Your assignment » Each record below should be repeated precisely as written.

Listed entries »
↓
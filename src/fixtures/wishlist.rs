//! Wishlist Fixtures

use rust_decimal::Decimal;
use serde::Deserialize;

use crate::items::Item;

/// Wrapper for a wishlist in YAML
#[derive(Debug, Deserialize)]
pub struct WishlistFixture {
    /// Currency every item is priced in (e.g., "BRL")
    #[serde(default)]
    pub currency: Option<String>,

    /// Items in wishlist order
    pub items: Vec<ItemFixture>,
}

/// Item Fixture
#[derive(Debug, Deserialize)]
pub struct ItemFixture {
    /// Identifier; defaults to the item's position in the list
    #[serde(default)]
    pub id: Option<String>,

    /// Display name
    pub name: String,

    /// Product page
    #[serde(default)]
    pub url: String,

    /// Item price (e.g., "1000.00 BRL")
    pub price: String,
}

impl ItemFixture {
    /// Build the item, given its position in the wishlist and its parsed price.
    pub fn into_item(self, position: usize, price: Decimal) -> Item {
        let identifier = self
            .id
            .unwrap_or_else(|| format!("item-{}", position + 1));

        Item::new(identifier, self.name, self.url, price)
    }
}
↑
Exercise response »
filename src/fixtures/wishlist.rs
//! Wishlist Fixtures

use rust_decimal::Decimal;
use serde::Deserialize;

use crate::items::Item;

/// Wrapper for a wishlist in YAML
#[derive(Debug, Deserialize)]
pub struct WishlistFixture {
    /// Currency every item is priced in (e.g., "BRL")
    #[serde(default)]
    pub currency: Option<String>,

    /// Items in wishlist order
    pub items: Vec<ItemFixture>,
}

/// Item Fixture
#[derive(Debug, Deserialize)]
pub struct ItemFixture {
    /// Identifier; defaults to the item's position in the list
    #[serde(default)]
    pub id: Option<String>,

    /// Display name
    pub name: String,

    /// Product page
    #[serde(default)]
    pub url: String,

    /// Item price (e.g., "1000.00 BRL")
    pub price: String,
}

impl ItemFixture {
    /// Build the item, given its position in the wishlist and its parsed price.
    pub fn into_item(self, position: usize, price: Decimal) -> Item {
        let identifier = self
            .id
            .unwrap_or_else(|| format!("item-{}", position + 1));

        Item::new(identifier, self.name, self.url, price)
    }
}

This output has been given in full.